→ **Task**
Using the listing that follows, return every line with the word "Option".

→ **Data supplied**
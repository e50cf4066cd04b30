//! Command-line argument parsing for lsx.
//!
//! `lsx [-l] [-x] [-R] [path...]`. The short flags combine freely (`-lR`). Malformed
//! usage is reported by clap with the usage line on stderr and a non-zero exit status.

use crate::config::ColorChoice;

use clap::{ArgAction, Parser};
use std::path::PathBuf;

#[derive(Parser, Debug)]
#[command(
    name = "lsx",
    author,
    version,
    about = "List directory contents as a grid, a long table or a horizontal run, with color."
)]
pub struct Cli {
    /// Directories to list (defaults to the current directory)
    pub paths: Vec<PathBuf>,

    /// Long listing: permissions, links, owner, group, size, time, name
    #[arg(short = 'l', action = ArgAction::SetTrue)]
    pub long: bool,

    /// List entries across rows instead of down columns
    #[arg(short = 'x', action = ArgAction::SetTrue)]
    pub horizontal: bool,

    /// Recurse into subdirectories
    #[arg(short = 'R', action = ArgAction::SetTrue)]
    pub recursive: bool,

    /// When to color names
    #[arg(long, value_enum, value_name = "WHEN", default_value_t = ColorChoice::Always)]
    pub color: ColorChoice,

    /// Override the terminal width used for grid and horizontal layouts
    #[arg(long, value_name = "COLS")]
    pub width: Option<usize>,

    /// Extra name suffix to color as an archive (repeatable)
    #[arg(long, value_name = "SUFFIX", action = ArgAction::Append)]
    pub archive_suffix: Vec<String>,
}

#[cfg(test)]
mod tests {
    use super::*;

    #[test]
    fn bundled_short_flags() {
        let cli = Cli::parse_from(["lsx", "-lR", "src"]);
        assert!(cli.long);
        assert!(cli.recursive);
        assert!(!cli.horizontal);
        assert_eq!(cli.paths, vec![PathBuf::from("src")]);
    }

    #[test]
    fn unknown_flag_is_usage_error() {
        let err = Cli::try_parse_from(["lsx", "-q"]).unwrap_err();
        assert_eq!(err.kind(), clap::error::ErrorKind::UnknownArgument);
        assert_ne!(err.exit_code(), 0);
    }

    #[test]
    fn color_defaults_to_always() {
        let cli = Cli::parse_from(["lsx"]);
        assert_eq!(cli.color, ColorChoice::Always);
        assert!(cli.paths.is_empty());
    }

    #[test]
    fn cli_definition_is_consistent() {
        use clap::CommandFactory;
        Cli::command().debug_assert();
    }
}
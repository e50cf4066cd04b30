//! Field formatting for the long listing.
//!
//! Permission strings, timestamps and the placeholder glyphs used when an entry could
//! not be stat'ed. Also the display-width padding shared by every layout.

use crate::core::fm::EntryKind;

use chrono::{DateTime, Local, TimeZone};
use unicode_width::UnicodeWidthStr;

use std::time::{SystemTime, UNIX_EPOCH};

const S_ISUID: u32 = 0o4000;
const S_ISGID: u32 = 0o2000;
const S_ISVTX: u32 = 0o1000;

/// `strftime` pattern for the long listing timestamp, e.g. `Mar  7 14:05`.
pub const TIME_FORMAT: &str = "%b %e %H:%M";

/// Shown in place of the permission string when an entry could not be stat'ed.
pub const UNKNOWN_PERMS: &str = "??????????";
/// Same width as a [TIME_FORMAT] rendering.
pub const UNKNOWN_TIME: &str = "????????????";
/// Shown in the links/owner/group/size columns of a placeholder row.
pub const UNKNOWN_FIELD: &str = "?";

/// Formats the file type and mode bits the classic `ls -l` way.
///
/// Position 0 is the type glyph, then three `rwx` triples for owner, group and other.
/// setuid/setgid replace the owner/group execute slot with `s` (or `S` without the execute
/// bit), the sticky bit does the same for other with `t`/`T`.
///
/// # Returns
/// A 10 character string like `drwxr-xr-x`.
pub fn format_mode(kind: EntryKind, mode: u32) -> String {
    let mut chars = [kind.glyph(), '-', '-', '-', '-', '-', '-', '-', '-', '-'];
    let triples = [(6, S_ISUID, 's'), (3, S_ISGID, 's'), (0, S_ISVTX, 't')];

    for (i, &(shift, special, marker)) in triples.iter().enumerate() {
        let base = 1 + i * 3;
        if (mode >> (shift + 2)) & 1 != 0 {
            chars[base] = 'r';
        }
        if (mode >> (shift + 1)) & 1 != 0 {
            chars[base + 1] = 'w';
        }
        let exec = (mode >> shift) & 1 != 0;
        chars[base + 2] = match (exec, mode & special != 0) {
            (true, true) => marker,
            (false, true) => marker.to_ascii_uppercase(),
            (true, false) => 'x',
            (false, false) => '-',
        };
    }
    chars.iter().collect()
}

/// Formats the modification time in local time using [TIME_FORMAT].
///
/// # Returns
/// The formatted time, or [UNKNOWN_TIME] if the platform did not report one or it lies
/// outside the range chrono can represent in the local zone.
pub fn format_file_time(modified: Option<SystemTime>) -> String {
    modified
        .and_then(local_time)
        .map(|dt| dt.format(TIME_FORMAT).to_string())
        .unwrap_or_else(|| UNKNOWN_TIME.to_string())
}

/// Checked `SystemTime` to local time conversion. Times before the epoch are supported.
fn local_time(mtime: SystemTime) -> Option<DateTime<Local>> {
    let (secs, nanos) = match mtime.duration_since(UNIX_EPOCH) {
        Ok(after) => (i64::try_from(after.as_secs()).ok()?, after.subsec_nanos()),
        Err(e) => {
            let before = e.duration();
            let secs = i64::try_from(before.as_secs()).ok()?;
            match before.subsec_nanos() {
                0 => (-secs, 0),
                n => (-secs - 1, 1_000_000_000 - n),
            }
        }
    };
    Local.timestamp_opt(secs, nanos).single()
}

/// Terminal column width of `text`.
#[inline]
pub fn display_width(text: &str) -> usize {
    UnicodeWidthStr::width(text)
}

/// Appends spaces after `styled` until the visible text (`plain`) fills `width` columns.
///
/// `styled` may carry escape sequences, only `plain` is measured.
pub fn pad_right(styled: &str, plain: &str, width: usize) -> String {
    let pad = width.saturating_sub(display_width(plain));
    let mut out = String::with_capacity(styled.len() + pad);
    out.push_str(styled);
    out.extend(std::iter::repeat_n(' ', pad));
    out
}

/// Prepends spaces before `plain` until it fills `width` columns.
pub fn pad_left(plain: &str, width: usize) -> String {
    let pad = width.saturating_sub(display_width(plain));
    let mut out = String::with_capacity(plain.len() + pad);
    out.extend(std::iter::repeat_n(' ', pad));
    out.push_str(plain);
    out
}

#[cfg(test)]
mod tests {
    use super::*;
    use std::time::Duration;

    #[test]
    fn owner_only_regular_file() {
        assert_eq!(format_mode(EntryKind::Regular, 0o600), "-rw-------");
    }

    #[test]
    fn private_directory() {
        assert_eq!(format_mode(EntryKind::Directory, 0o700), "drwx------");
    }

    #[test]
    fn common_modes() {
        let cases = [
            (EntryKind::Regular, 0o644, "-rw-r--r--"),
            (EntryKind::Regular, 0o755, "-rwxr-xr-x"),
            (EntryKind::Symlink, 0o777, "lrwxrwxrwx"),
            (EntryKind::CharDevice, 0o620, "crw--w----"),
            (EntryKind::BlockDevice, 0o660, "brw-rw----"),
            (EntryKind::Fifo, 0o644, "prw-r--r--"),
            (EntryKind::Socket, 0o755, "srwxr-xr-x"),
        ];
        for (kind, mode, expected) in cases {
            assert_eq!(format_mode(kind, mode), expected, "mode {mode:o}");
        }
    }

    #[test]
    fn special_bits() {
        let cases = [
            (0o4755, "-rwsr-xr-x"),
            (0o4644, "-rwSr--r--"),
            (0o2755, "-rwxr-sr-x"),
            (0o2745, "-rwxr-Sr-x"),
            (0o1777, "-rwxrwxrwt"),
            (0o1776, "-rwxrwxrwT"),
            (0o7000, "---S--S--T"),
        ];
        for (mode, expected) in cases {
            assert_eq!(format_mode(EntryKind::Regular, mode), expected, "mode {mode:o}");
        }
    }

    #[test]
    fn mode_string_is_ten_chars() {
        for mode in [0, 0o777, 0o7777] {
            assert_eq!(format_mode(EntryKind::Directory, mode).chars().count(), 10);
        }
    }

    #[test]
    fn time_has_fixed_width() {
        let t = UNIX_EPOCH + Duration::from_secs(1_700_000_000);
        let formatted = format_file_time(Some(t));
        assert_eq!(formatted.len(), UNKNOWN_TIME.len(), "got {formatted:?}");
        assert_eq!(format_file_time(None), UNKNOWN_TIME);
    }

    #[test]
    fn out_of_range_time_is_unknown() {
        let far = UNIX_EPOCH + Duration::from_secs(99_999_999_999_999);
        assert_eq!(format_file_time(Some(far)), UNKNOWN_TIME);
    }

    #[test]
    fn pre_epoch_time_is_formatted() {
        let t = UNIX_EPOCH - Duration::from_millis(86_400_500);
        let formatted = format_file_time(Some(t));
        assert_eq!(formatted.len(), UNKNOWN_TIME.len(), "got {formatted:?}");
        assert_ne!(formatted, UNKNOWN_TIME);
    }

    #[test]
    fn padding_ignores_escapes() {
        let styled = "\x1b[0;34msrc\x1b[0m";
        let padded = pad_right(styled, "src", 6);
        assert!(padded.ends_with("\x1b[0m   "));
        assert_eq!(pad_left("7", 3), "  7");
        assert_eq!(pad_left("1234", 2), "1234");
    }
}
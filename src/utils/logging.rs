//! Stderr logger behind the `log` facade.
//!
//! The level comes from the `LSX_LOG` environment variable and defaults to `warn`;
//! `LSX_LOG=off` silences every record.
//! Log records are developer diagnostics; the per-path error messages users see are
//! written by the lister itself.

use std::sync::OnceLock;

use chrono::Local;
use log::{LevelFilter, Log, Metadata, Record, SetLoggerError};

/// Environment variable holding the log level.
pub const LOG_LEVEL_ENV: &str = "LSX_LOG";

pub struct Logger {
    filter: LevelFilter,
}

impl Logger {
    pub fn new(filter: LevelFilter) -> Self {
        Self { filter }
    }

    #[inline]
    pub fn filter(&self) -> LevelFilter {
        self.filter
    }
}

impl Log for Logger {
    fn enabled(&self, metadata: &Metadata<'_>) -> bool {
        metadata.level() <= self.filter
    }

    fn log(&self, record: &Record<'_>) {
        if self.enabled(record.metadata()) {
            let timestamp = Local::now().format("%Y-%m-%d %H:%M:%S%.3f");
            eprintln!(
                "{} {} [{}] {}",
                timestamp,
                record.level(),
                record.target(),
                record.args()
            );
        }
    }

    fn flush(&self) {}
}

/// Parses a level name case-insensitively. Unset or unknown values fall back to `warn`.
fn filter_from(value: Option<&str>) -> LevelFilter {
    value
        .and_then(|s| s.trim().parse::<LevelFilter>().ok())
        .unwrap_or(LevelFilter::Warn)
}

/// Installs the logger with the filter from [LOG_LEVEL_ENV].
pub fn init() -> Result<(), SetLoggerError> {
    let value = std::env::var(LOG_LEVEL_ENV).ok();
    init_with_filter(filter_from(value.as_deref()))
}

/// Installs the logger once. Later calls keep the first filter.
pub fn init_with_filter(filter: LevelFilter) -> Result<(), SetLoggerError> {
    static LOGGER: OnceLock<Logger> = OnceLock::new();

    if LOGGER.get().is_some() {
        return Ok(());
    }
    let logger = LOGGER.get_or_init(|| Logger::new(filter));
    log::set_logger(logger)?;
    log::set_max_level(logger.filter());
    Ok(())
}
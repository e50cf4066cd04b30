//! Listing engine for lsx.
//!
//! - [fm]: directory enumeration, byte-wise sorting and the metadata probe (see [browse_dir],
//!   [DirEntry], [EntryMetadata]).
//! - [formatter]: permission strings, timestamps and width padding.
//! - [layout]: grid and horizontal layout plans.
//! - [traversal]: the [Lister] that ties the pieces together per directory and recurses.
//! - [terminal]: terminal width and tty detection.
//! - [ids]: uid/gid to name resolution.
//! - [error]: the [LsError] taxonomy.

pub mod error;
pub mod fm;
pub mod formatter;
pub mod ids;
pub mod layout;
pub mod terminal;
pub mod traversal;

pub use error::LsError;
pub use fm::{
    DirEntry, DirListing, EntryKind, EntryMetadata, ProbedEntry, browse_dir, is_hidden,
    sort_entries,
};
pub use formatter::{format_file_time, format_mode};
pub use layout::{GridPlan, HorizontalPlan, plan_grid, plan_horizontal};
pub use traversal::Lister;
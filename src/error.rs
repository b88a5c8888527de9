//! Error taxonomy for repository operations.
//!
//! Orchestration code returns `anyhow::Result`; these variants travel inside
//! `anyhow::Error` and can be recovered with `downcast_ref::<RepoError>()`.

/// Errors raised by version parsing, listing parsing, the external tool and
/// release tree lookups.
#[derive(Debug, Clone, PartialEq)]
pub enum RepoError {
    /// A version string could not be turned into a comparison key.
    MalformedVersion { input: String, reason: String },
    /// A listing line did not have exactly four `|`-separated fields.
    MalformedRecord { line: String, fields: usize },
    /// The external tool exited non-zero, timed out or produced unreadable output.
    ExternalTool {
        command: String,
        exit_code: Option<i32>,
        message: String,
    },
    /// No catalog is tracked for this codename/arch pair.
    UnknownRepository { codename: String, arch: String },
}

impl RepoError {
    pub(crate) fn malformed_version(input: &str, reason: impl Into<String>) -> Self {
        RepoError::MalformedVersion {
            input: input.to_string(),
            reason: reason.into(),
        }
    }

    pub(crate) fn unknown_repository(codename: &str, arch: &str) -> Self {
        RepoError::UnknownRepository {
            codename: codename.to_string(),
            arch: arch.to_string(),
        }
    }
}

impl std::fmt::Display for RepoError {
    fn fmt(&self, f: &mut std::fmt::Formatter<'_>) -> std::fmt::Result {
        match self {
            RepoError::MalformedVersion { input, reason } => {
                write!(f, "Malformed version '{}': {}", input, reason)
            }
            RepoError::MalformedRecord { line, fields } => {
                write!(
                    f,
                    "Malformed listing record '{}': expected 4 fields, found {}",
                    line, fields
                )
            }
            RepoError::ExternalTool {
                command,
                exit_code: Some(code),
                message,
            } => {
                write!(f, "'{}' exited with status {}: {}", command, code, message)
            }
            RepoError::ExternalTool {
                command,
                exit_code: None,
                message,
            } => {
                write!(f, "'{}' failed: {}", command, message)
            }
            RepoError::UnknownRepository { codename, arch } => {
                write!(f, "No repository tracked for {}/{}", codename, arch)
            }
        }
    }
}

impl std::error::Error for RepoError {}
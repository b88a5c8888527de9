//! Environment and system information operations.

use std::env;
use std::path::PathBuf;

use super::RealRuntime;

impl RealRuntime {
    #[tracing::instrument(skip(self))]
    pub(crate) fn env_var_impl(&self, key: &str) -> Result<String, env::VarError> {
        env::var(key)
    }

    #[tracing::instrument(skip(self))]
    pub(crate) fn home_dir_impl(&self) -> Option<PathBuf> {
        dirs::home_dir()
    }

    #[tracing::instrument(skip(self))]
    pub(crate) fn is_privileged_impl(&self) -> bool {
        #[cfg(unix)]
        return nix::unistd::geteuid().is_root();

        #[cfg(not(unix))]
        return false;
    }
}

→ **Written solution**
    pub width: Option<usize>,
pub fn format_file_time(modified: Option<SystemTime>) -> String {
fn local_time(mtime: SystemTime) -> Option<DateTime<Local>> {
fn filter_from(value: Option<&str>) -> LevelFilter {
        exit_code: Option<i32>,
    pub(crate) fn home_dir_impl(&self) -> Option<PathBuf> {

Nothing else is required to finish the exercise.